YF476 is a new potent and selective gastrin/cholecystokinin‐B receptor antagonist in vitro and in vivo

Abstract

We newly synthesized YF476 ((R)-1-[2,3-dihydro-2-oxo-1-pivaloylmethyl-5-(2'-pyridyl)-1H-1, 4benzodiazepin-3-yl]-3-(3-methylamino-phenyl)urea) as a gastrin/cholecystokinin-B (CCK-B) receptor antagonist. We investigated the pharmacological profile of YF476 in vitro and in vivo.

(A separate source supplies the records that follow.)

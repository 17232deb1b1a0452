// SPDX-FileCopyrightText: © 2024 Phala Network <dstack@phala.network>
//
// SPDX-License-Identifier: Apache-2.0

//! TCG event log structures shared by the crypto-agile log format

use crate::codecs::VecOf;
use scale::{Decode, Encode};
use serde::{Deserialize, Serialize};
use serde_human_bytes as hex_bytes;

pub const TPM_ALG_ERROR: u16 = 0x0;
pub const TPM_ALG_SHA1: u16 = 0x4;
pub const TPM_ALG_SHA256: u16 = 0xB;
pub const TPM_ALG_SHA384: u16 = 0xC;
pub const TPM_ALG_SHA512: u16 = 0xD;

/***
    TCG EventType defined at
   https://trustedcomputinggroup.org/wp-content/uploads/PC-Client-Platform-Firmware-Profile-Version-1.06-Revision-52_pub.pdf
*/
pub const EV_POST_CODE: u32 = 0x1;
pub const EV_NO_ACTION: u32 = 0x3;
pub const EV_SEPARATOR: u32 = 0x4;
pub const EV_ACTION: u32 = 0x5;
pub const EV_EVENT_TAG: u32 = 0x6;
pub const EV_S_CRTM_CONTENTS: u32 = 0x7;
pub const EV_S_CRTM_VERSION: u32 = 0x8;
pub const EV_CPU_MICROCODE: u32 = 0x9;
pub const EV_PLATFORM_CONFIG_FLAGS: u32 = 0xa;
pub const EV_TABLE_OF_DEVICES: u32 = 0xb;
pub const EV_COMPACT_HASH: u32 = 0xc;
pub const EV_IPL: u32 = 0xd;
pub const EV_IPL_PARTITION_DATA: u32 = 0xe;
pub const EV_NONHOST_CODE: u32 = 0xf;
pub const EV_NONHOST_CONFIG: u32 = 0x10;
pub const EV_NONHOST_INFO: u32 = 0x11;
pub const EV_OMIT_BOOT_DEVICE_EVENTS: u32 = 0x12;

pub const EV_EFI_EVENT_BASE: u32 = 0x80000000;
pub const EV_EFI_VARIABLE_DRIVER_CONFIG: u32 = EV_EFI_EVENT_BASE + 0x1;
pub const EV_EFI_VARIABLE_BOOT: u32 = EV_EFI_EVENT_BASE + 0x2;
pub const EV_EFI_BOOT_SERVICES_APPLICATION: u32 = EV_EFI_EVENT_BASE + 0x3;
pub const EV_EFI_BOOT_SERVICES_DRIVER: u32 = EV_EFI_EVENT_BASE + 0x4;
pub const EV_EFI_RUNTIME_SERVICES_DRIVER: u32 = EV_EFI_EVENT_BASE + 0x5;
pub const EV_EFI_GPT_EVENT: u32 = EV_EFI_EVENT_BASE + 0x6;
pub const EV_EFI_ACTION: u32 = EV_EFI_EVENT_BASE + 0x7;
pub const EV_EFI_PLATFORM_FIRMWARE_BLOB: u32 = EV_EFI_EVENT_BASE + 0x8;
pub const EV_EFI_HANDOFF_TABLES: u32 = EV_EFI_EVENT_BASE + 0x9;
pub const EV_EFI_PLATFORM_FIRMWARE_BLOB2: u32 = EV_EFI_EVENT_BASE + 0xa;
pub const EV_EFI_HANDOFF_TABLES2: u32 = EV_EFI_EVENT_BASE + 0xb;
pub const EV_EFI_VARIABLE_BOOT2: u32 = EV_EFI_EVENT_BASE + 0xc;
pub const EV_EFI_GPT_EVENT2: u32 = EV_EFI_EVENT_BASE + 0xd;
pub const EV_EFI_HCRTM_EVENT: u32 = EV_EFI_EVENT_BASE + 0x10;
pub const EV_EFI_VARIABLE_AUTHORITY: u32 = EV_EFI_EVENT_BASE + 0xe0;

/// Mnemonic of a TCG event type, if known
pub fn event_type_name(event_type: u32) -> Option<&'static str> {
    let name = match event_type {
        EV_POST_CODE => "EV_POST_CODE",
        EV_NO_ACTION => "EV_NO_ACTION",
        EV_SEPARATOR => "EV_SEPARATOR",
        EV_ACTION => "EV_ACTION",
        EV_EVENT_TAG => "EV_EVENT_TAG",
        EV_S_CRTM_CONTENTS => "EV_S_CRTM_CONTENTS",
        EV_S_CRTM_VERSION => "EV_S_CRTM_VERSION",
        EV_CPU_MICROCODE => "EV_CPU_MICROCODE",
        EV_PLATFORM_CONFIG_FLAGS => "EV_PLATFORM_CONFIG_FLAGS",
        EV_TABLE_OF_DEVICES => "EV_TABLE_OF_DEVICES",
        EV_COMPACT_HASH => "EV_COMPACT_HASH",
        EV_IPL => "EV_IPL",
        EV_IPL_PARTITION_DATA => "EV_IPL_PARTITION_DATA",
        EV_NONHOST_CODE => "EV_NONHOST_CODE",
        EV_NONHOST_CONFIG => "EV_NONHOST_CONFIG",
        EV_NONHOST_INFO => "EV_NONHOST_INFO",
        EV_OMIT_BOOT_DEVICE_EVENTS => "EV_OMIT_BOOT_DEVICE_EVENTS",
        EV_EFI_VARIABLE_DRIVER_CONFIG => "EV_EFI_VARIABLE_DRIVER_CONFIG",
        EV_EFI_VARIABLE_BOOT => "EV_EFI_VARIABLE_BOOT",
        EV_EFI_BOOT_SERVICES_APPLICATION => "EV_EFI_BOOT_SERVICES_APPLICATION",
        EV_EFI_BOOT_SERVICES_DRIVER => "EV_EFI_BOOT_SERVICES_DRIVER",
        EV_EFI_RUNTIME_SERVICES_DRIVER => "EV_EFI_RUNTIME_SERVICES_DRIVER",
        EV_EFI_GPT_EVENT => "EV_EFI_GPT_EVENT",
        EV_EFI_ACTION => "EV_EFI_ACTION",
        EV_EFI_PLATFORM_FIRMWARE_BLOB => "EV_EFI_PLATFORM_FIRMWARE_BLOB",
        EV_EFI_HANDOFF_TABLES => "EV_EFI_HANDOFF_TABLES",
        EV_EFI_PLATFORM_FIRMWARE_BLOB2 => "EV_EFI_PLATFORM_FIRMWARE_BLOB2",
        EV_EFI_HANDOFF_TABLES2 => "EV_EFI_HANDOFF_TABLES2",
        EV_EFI_VARIABLE_BOOT2 => "EV_EFI_VARIABLE_BOOT2",
        EV_EFI_GPT_EVENT2 => "EV_EFI_GPT_EVENT2",
        EV_EFI_HCRTM_EVENT => "EV_EFI_HCRTM_EVENT",
        EV_EFI_VARIABLE_AUTHORITY => "EV_EFI_VARIABLE_AUTHORITY",
        _ => return None,
    };
    Some(name)
}

// digest format: (algo id, hash value)
#[derive(Clone, Debug, PartialEq, Eq, Serialize, Deserialize)]
pub struct TcgDigest {
    pub algo_id: u16,
    #[serde(with = "hex_bytes")]
    pub hash: Vec<u8>,
}

/***
    TCG TCG_EfiSpecIDEventStruct defined at
    https://trustedcomputinggroup.org/wp-content/uploads/EFI-Protocol-Specification-rev13-160330final.pdf.
    Definition:
    typedef struct tdTCG_EfiSpecIdEventStruct {
        BYTE[16] signature;
        UINT32 platformClass;
        UINT8 specVersionMinor;
        UINT8 specVersionMajor;
        UINT8 specErrata;
        UINT8 uintnSize;
        UINT32 numberOfAlgorithms;
        TCG_EfiSpecIdEventAlgorithmSize[numberOfAlgorithms] digestSizes;
        UINT8 vendorInfoSize;
        BYTE[VendorInfoSize] vendorInfo;
    } TCG_EfiSpecIDEventStruct;
*/
#[derive(Clone, Encode, Decode, Debug)]
pub struct TcgEfiSpecIdEvent {
    pub signature: [u8; 16],
    pub platform_class: u32,
    pub spec_version_minor: u8,
    pub spec_version_major: u8,
    pub spec_errata: u8,
    pub uintn_size: u8,
    pub digest_sizes: VecOf<u32, TcgEfiSpecIdEventAlgorithmSize>,
    pub vendor_info: VecOf<u8, u8>,
}

/// Signature of a crypto-agile ("Spec ID Event03") log header
pub const SPEC_ID_EVENT03_SIGNATURE: [u8; 16] = *b"Spec ID Event03\0";

impl Default for TcgEfiSpecIdEvent {
    fn default() -> Self {
        Self::new(&[TPM_ALG_SHA256])
    }
}

impl TcgEfiSpecIdEvent {
    /// A crypto-agile header announcing the given banks
    pub fn new(algorithms: &[u16]) -> TcgEfiSpecIdEvent {
        let digest_sizes = algorithms
            .iter()
            .filter_map(|&algo_id| {
                Some(TcgEfiSpecIdEventAlgorithmSize {
                    algo_id,
                    digest_size: alg_id_to_digest_size(algo_id)? as u16,
                })
            })
            .collect::<Vec<_>>();
        TcgEfiSpecIdEvent {
            signature: SPEC_ID_EVENT03_SIGNATURE,
            platform_class: 0,
            spec_version_minor: 0,
            spec_version_major: 2,
            spec_errata: 0,
            uintn_size: 2,
            digest_sizes: digest_sizes.into(),
            vendor_info: Default::default(),
        }
    }
}

/***
    TCG TCG_EfiSpecIdEventAlgorithmSize defined at
    https://trustedcomputinggroup.org/wp-content/uploads/EFI-Protocol-Specification-rev13-160330final.pdf.
    Definiton:
    typedef struct tdTCG_EfiSpecIdEventAlgorithmSize {
        UINT16 algorithmId;
        UINT16 digestSize;
    } TCG_EfiSpecIdEventAlgorithmSize;
*/
#[derive(Clone, Encode, Decode, Debug)]
pub struct TcgEfiSpecIdEventAlgorithmSize {
    pub algo_id: u16,
    pub digest_size: u16,
}

pub const fn alg_id_to_digest_size(alg_id: u16) -> Option<u8> {
    match alg_id {
        TPM_ALG_SHA1 => Some(20),
        TPM_ALG_SHA256 => Some(32),
        TPM_ALG_SHA384 => Some(48),
        TPM_ALG_SHA512 => Some(64),
        _ => None,
    }
}

impl scale::Decode for TcgDigest {
    fn decode<I: scale::Input>(input: &mut I) -> Result<Self, scale::Error> {
        let algo_id = u16::decode(input)?;
        let digest_size =
            alg_id_to_digest_size(algo_id).ok_or(scale::Error::from("Unsupported algorithm ID"))?;
        let mut digest_data = vec![0; digest_size as usize];
        input
            .read(&mut digest_data)
            .map_err(|_| scale::Error::from("failed to read digest_data"))?;
        Ok(TcgDigest {
            algo_id,
            hash: digest_data,
        })
    }
}

impl scale::Encode for TcgDigest {
    fn encode_to<O: scale::Output + ?Sized>(&self, dest: &mut O) {
        self.algo_id.encode_to(dest);
        dest.write(&self.hash);
    }
}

We examined the binding properties of YF476 to the rat brain, cloned canine and cloned human gastrin/CCK-B receptors, and the effect of YF476 on secretagogue-induced gastric acid secretion in rats and Heidenhain pouch dogs. YF476 replaced the specific binding of [125I]CCK-8 to the rat brain, cloned canine and cloned human gastrin/CCK-B receptors, with Ki values of 0.068, 0.62 and 0.19 nM, respectively. The affinity of YF476 for rat brain gastrin/CCK-B receptor was 4100-fold higher than that for rat pancreatic CCK-A receptor. In anaesthetized rats, intravenous YF476 inhibited pentagastrin-induced acid secretion with an ED50 value of 0.0086 micromol/kg, but did not affect histamine- and bethanechol-induced acid secretion at a dose of 10 micromol/kg. In Heidenhain pouch dogs, intravenous and oral YF476 inhibited pentagastrin-stimulated gastric acid secretion in a dose-dependent manner with ED50 values of 0.018 and 0.020 micromol/kg, respectively, but did not affect histamine-induced acid secretion. These results suggest that YF476 is an extremely potent and highly selective gastrin/CCK-B receptor antagonist, and that the gastrin/CCK-B receptor is not involved in histamine- or bethanechol-induced gastric acid secretion in dogs or rats.